» TASK STATEMENT
Check every line of the entries for "parsed", and copy the lines that hold it.

'''

// ABOUTME: pulldown-cmark based markdown renderer
// ABOUTME: Adds heading ids, bordered table classes and highlighted fenced code blocks

use std::sync::Arc;

use pulldown_cmark::{html, CodeBlockKind, CowStr, Event, Options, Parser, Tag, TagEnd};
use tracing::debug;

use super::{MarkdownOptions, MarkdownRenderer, Result, Slugger};
use crate::highlight::Highlighter;

pub struct PulldownRenderer {
    options: MarkdownOptions,
    highlighter: Arc<dyn Highlighter>,
}

struct CodeBlock {
    language: Option<String>,
    text: String,
}

impl PulldownRenderer {
    pub fn new(highlighter: Arc<dyn Highlighter>) -> Self {
        Self::with_options(highlighter, MarkdownOptions::default())
    }

    pub fn with_options(highlighter: Arc<dyn Highlighter>, options: MarkdownOptions) -> Self {
        Self {
            options,
            highlighter,
        }
    }

    fn parser_options() -> Options {
        Options::ENABLE_TABLES | Options::ENABLE_STRIKETHROUGH | Options::ENABLE_HEADING_ATTRIBUTES
    }

    fn render_code_block(&self, block: &CodeBlock) -> Result<String> {
        let highlighted = self
            .highlighter
            .highlight(&block.text, block.language.as_deref())?;

        Ok(match &block.language {
            Some(language) => format!(
                "<pre><code class=\"{}{}\">{}</code></pre>\n",
                self.options.code_class_prefix, language, highlighted
            ),
            None => format!("<pre><code>{}</code></pre>\n", highlighted),
        })
    }

    fn decorate_tables(&self, html: String) -> String {
        if self.options.table_class.is_empty() {
            return html;
        }
        let open = format!("<table class=\"{}\">", self.options.table_class);
        html.replace("<table>", &open)
    }
}

impl MarkdownRenderer for PulldownRenderer {
    fn render(&self, source: &str) -> Result<String> {
        let mut events: Vec<Event> = Vec::new();
        let mut code_block: Option<CodeBlock> = None;

        for event in Parser::new_ext(source, Self::parser_options()) {
            match event {
                Event::Start(Tag::CodeBlock(kind)) => {
                    code_block = Some(CodeBlock {
                        language: fence_language(&kind),
                        text: String::new(),
                    });
                }
                Event::End(TagEnd::CodeBlock) => {
                    if let Some(block) = code_block.take() {
                        let rendered = self.render_code_block(&block)?;
                        events.push(Event::Html(CowStr::from(rendered)));
                    }
                }
                Event::Text(text) => match code_block.as_mut() {
                    Some(block) => block.text.push_str(&text),
                    None => events.push(Event::Text(text)),
                },
                other => events.push(other),
            }
        }

        if self.options.heading_ids {
            assign_heading_ids(&mut events);
        }

        let mut output = String::with_capacity(source.len() * 3 / 2);
        html::push_html(&mut output, events.into_iter());
        Ok(self.decorate_tables(output))
    }
}

/// First word of a fence's info string, restricted to characters that are
/// safe inside a class attribute.
fn fence_language(kind: &CodeBlockKind) -> Option<String> {
    let info = match kind {
        CodeBlockKind::Fenced(info) => info,
        CodeBlockKind::Indented => return None,
    };

    let language: String = info
        .split_whitespace()
        .next()
        .unwrap_or("")
        .chars()
        .filter(|c| c.is_ascii_alphanumeric() || matches!(c, '-' | '_' | '+' | '#' | '.'))
        .collect();

    if language.is_empty() {
        None
    } else {
        Some(language)
    }
}

fn assign_heading_ids(events: &mut [Event<'_>]) {
    let mut slugger = Slugger::new();

    for index in 0..events.len() {
        let needs_id = matches!(&events[index], Event::Start(Tag::Heading { id: None, .. }));
        if !needs_id {
            continue;
        }

        let slug = slugger.slug(&heading_text(&events[index + 1..]));
        debug!("Generated heading id '{}'", slug);
        if let Event::Start(Tag::Heading { id, .. }) = &mut events[index] {
            *id = Some(CowStr::from(slug));
        }
    }
}

fn heading_text(events: &[Event<'_>]) -> String {
    let mut text = String::new();
    for event in events {
        match event {
            Event::End(TagEnd::Heading(_)) => break,
            Event::Text(t) | Event::Code(t) => text.push_str(t),
            _ => {}
        }
    }
    text
}
// ABOUTME: Main library module for docbars
// ABOUTME: Exports the helper registry, its collaborators and the CLI

pub mod cli;
pub mod highlight;
pub mod markdown;
pub mod template;

// Re-export commonly used types
pub use highlight::{Highlighter, SyntectHighlighter};
pub use markdown::{MarkdownOptions, MarkdownRenderer, PulldownRenderer};
pub use template::{register_helpers, Collaborators, TemplateEngine, HELPER_NAMES};

// Error handling
pub type Result<T> = anyhow::Result<T>;

// Version information
pub const VERSION: &str = env!("CARGO_PKG_VERSION");
// ABOUTME: Template engine module for docbars
// ABOUTME: Provides the helper registry, the Handlebars engine wrapper and render data loading

pub mod data;
pub mod engine;
pub mod error;
pub mod helpers;

pub use data::{load_data, parse_data, DataFormat};
pub use engine::{RenderSettings, TemplateEngine};
pub use error::{Result, TemplateError};
pub use helpers::{register_helpers, Collaborators, HELPER_NAMES};
// ABOUTME: Main application orchestration for the docbars CLI
// ABOUTME: Coordinates between CLI arguments, configuration, and command execution

use anyhow::Result;
use tracing::{debug, info};
use tracing_subscriber::EnvFilter;

use super::commands;
use super::{Args, Commands, Config};

pub struct App {
    config: Config,
}

impl App {
    /// Create a new application instance
    pub fn new(config: Config) -> Self {
        Self { config }
    }

    pub fn config(&self) -> &Config {
        &self.config
    }

    /// Initialize logging based on configuration
    pub fn init_logging(&self, verbose: bool, no_color: bool) -> Result<()> {
        let log_level = if verbose {
            "debug"
        } else {
            &self.config.logging.level
        };

        let env_filter =
            EnvFilter::try_from_default_env().unwrap_or_else(|_| EnvFilter::new(log_level));

        // Logs go to stderr so rendered output on stdout stays clean
        match self.config.logging.format.as_str() {
            "compact" => {
                tracing_subscriber::fmt()
                    .compact()
                    .with_env_filter(env_filter)
                    .with_ansi(!no_color)
                    .with_target(false)
                    .with_writer(std::io::stderr)
                    .init();
            }
            _ => {
                tracing_subscriber::fmt()
                    .with_env_filter(env_filter)
                    .with_ansi(!no_color)
                    .with_target(false)
                    .with_writer(std::io::stderr)
                    .init();
            }
        }

        debug!("Logging initialized with level: {}", log_level);
        Ok(())
    }

    /// Run the application with parsed arguments
    pub async fn run(&mut self, args: Args) -> Result<()> {
        self.init_logging(args.verbose, args.no_color)?;

        info!("Starting docbars v{}", env!("CARGO_PKG_VERSION"));
        debug!("Configuration loaded from: {:?}", args.config);

        match args.command {
            Commands::Render {
                template,
                data,
                output,
                no_escape,
            } => commands::render_template(template, data, output, no_escape, &self.config).await,

            Commands::Check { templates } => {
                commands::check_templates(templates, &self.config).await
            }

            Commands::Helpers => commands::list_helpers(),
        }
    }

    /// Create application from command line arguments
    pub fn from_args(args: &Args) -> Result<Self> {
        let config = Config::load(args.config.clone())?;
        Ok(Self::new(config))
    }
}
// ABOUTME: Heading anchor generation for rendered markdown
// ABOUTME: Turns heading text into unique, URL-friendly id attributes

use std::collections::HashMap;

/// Hands out unique slugs within one document
#[derive(Debug, Default)]
pub struct Slugger {
    seen: HashMap<String, usize>,
}

impl Slugger {
    pub fn new() -> Self {
        Self::default()
    }

    /// Slug for `text`, suffixed with `-1`, `-2`, ... on repeats
    pub fn slug(&mut self, text: &str) -> String {
        let base = slugify(text);
        let count = self.seen.entry(base.clone()).or_insert(0);
        let slug = if *count == 0 {
            base
        } else {
            format!("{}-{}", base, count)
        };
        *count += 1;
        slug
    }
}

/// Lowercase the text, drop ASCII punctuation other than `-` and `_`, and
/// turn whitespace into `-`.
pub fn slugify(text: &str) -> String {
    text.trim()
        .to_lowercase()
        .chars()
        .filter_map(|c| {
            if c.is_whitespace() {
                Some('-')
            } else if c.is_ascii_punctuation() && c != '-' && c != '_' {
                None
            } else {
                Some(c)
            }
        })
        .collect()
}

#[cfg(test)]
mod tests {
    use super::*;

    #[test]
    fn test_slugify() {
        assert_eq!(slugify("A header"), "a-header");
        assert_eq!(slugify("  What's new? "), "whats-new");
        assert_eq!(slugify("snake_case and-dash"), "snake_case-and-dash");
        assert_eq!(slugify("Über Größe"), "über-größe");
    }

    #[test]
    fn test_repeated_headings_get_suffixes() {
        let mut slugger = Slugger::new();
        assert_eq!(slugger.slug("Usage"), "usage");
        assert_eq!(slugger.slug("Usage"), "usage-1");
        assert_eq!(slugger.slug("usage"), "usage-2");
        assert_eq!(slugger.slug("Other"), "other");
    }
}
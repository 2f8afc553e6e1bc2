use anyhow::Result;
use docbars::cli::{App, Args};

#[tokio::main]
async fn main() -> Result<()> {
    let args = Args::parse_args();
    let mut app = App::from_args(&args)?;

    app.run(args).await?;

    Ok(())
}
/// Advisory check mirroring HTML date input semantics: a date field is
/// either empty or a `%Y-%m-%d` calendar date. The backend remains the
/// validator of record.
pub fn is_calendar_date(value: &str) -> bool {
    value.is_empty() || NaiveDate::parse_from_str(value, "%Y-%m-%d").is_ok()
}

/// Text field holding the diagnosis-codes list. Each keystroke re-parses the
/// whole input; the echoed text is the parsed list joined with commas.
#[derive(Debug, Clone, Default, PartialEq, Eq)]
pub struct DiagnosisCodesField {
    codes: Vec<String>,
}

impl DiagnosisCodesField {
    pub fn set(&mut self, raw: &str) {
        self.codes = parse_diagnosis_codes(raw);
    }

    pub fn codes(&self) -> &[String] {
        &self.codes
    }

    pub fn text(&self) -> String {
        self.codes.join(",")
    }
}

/// Fields shared by every entry variant. Defaults are empty strings, the
/// starting point of a freshly opened form.
#[derive(Debug, Clone, Default, PartialEq, Eq)]
pub struct CommonFields {
    pub description: String,
    pub date: String,
    pub specialist: String,
    pub diagnosis_codes: DiagnosisCodesField,
}

impl CommonFields {
    /// Routes a named input change; returns false when the name belongs to a
    /// variant-specific field.
    fn set_field(&mut self, name: &str, value: &str) -> bool {
        match name {
            "description" => self.description = value.to_string(),
            "date" => self.date = value.to_string(),
            "specialist" => self.specialist = value.to_string(),
            "diagnosisCodes" => self.diagnosis_codes.set(value),
            _ => return false,
        }
        true
    }
}

/// Capability set of a variant form: collect named input, hand over the
/// draft. One implementation per entry variant; the draft carries that
/// variant's shape and nothing from the other two.
pub trait DraftForm: Default {
    fn kind(&self) -> EntryKind;

    /// Applies one input change, addressed by the input's `name` attribute.
    /// Nested fields use dotted names (`discharge.date`, `sickLeave.endDate`)
    /// and merge into the sub-object without disturbing its siblings.
    /// Unknown names are ignored.
    fn set_field(&mut self, name: &str, value: &str);

    /// The current draft, as-is. No cross-field validation happens here; the
    /// backend owns it.
    fn to_draft(&self) -> EntryDraft;

    fn common(&self) -> &CommonFields;
}

#[derive(Debug, Clone, Default, PartialEq, Eq)]
pub struct HealthCheckForm {
    pub common: CommonFields,
    pub rating: HealthCheckRating,
}

impl HealthCheckForm {
    /// Select inputs deliver the rating as a number; out-of-range values
    /// leave the current selection alone.
    pub fn set_rating(&mut self, value: u8) {
        if let Ok(rating) = HealthCheckRating::try_from(value) {
            self.rating = rating;
        }
    }
}
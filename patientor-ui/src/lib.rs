//! Giao diện Patientor cho môi trường WebAssembly: danh sách bệnh nhân,
//! trang chi tiết và các form thêm entry.

#[cfg(target_arch = "wasm32")]
mod styles;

'''

» EXERCISE OUTPUT
    /// Run the application with parsed arguments
/// whole input; the echoed text is the parsed list joined with commas.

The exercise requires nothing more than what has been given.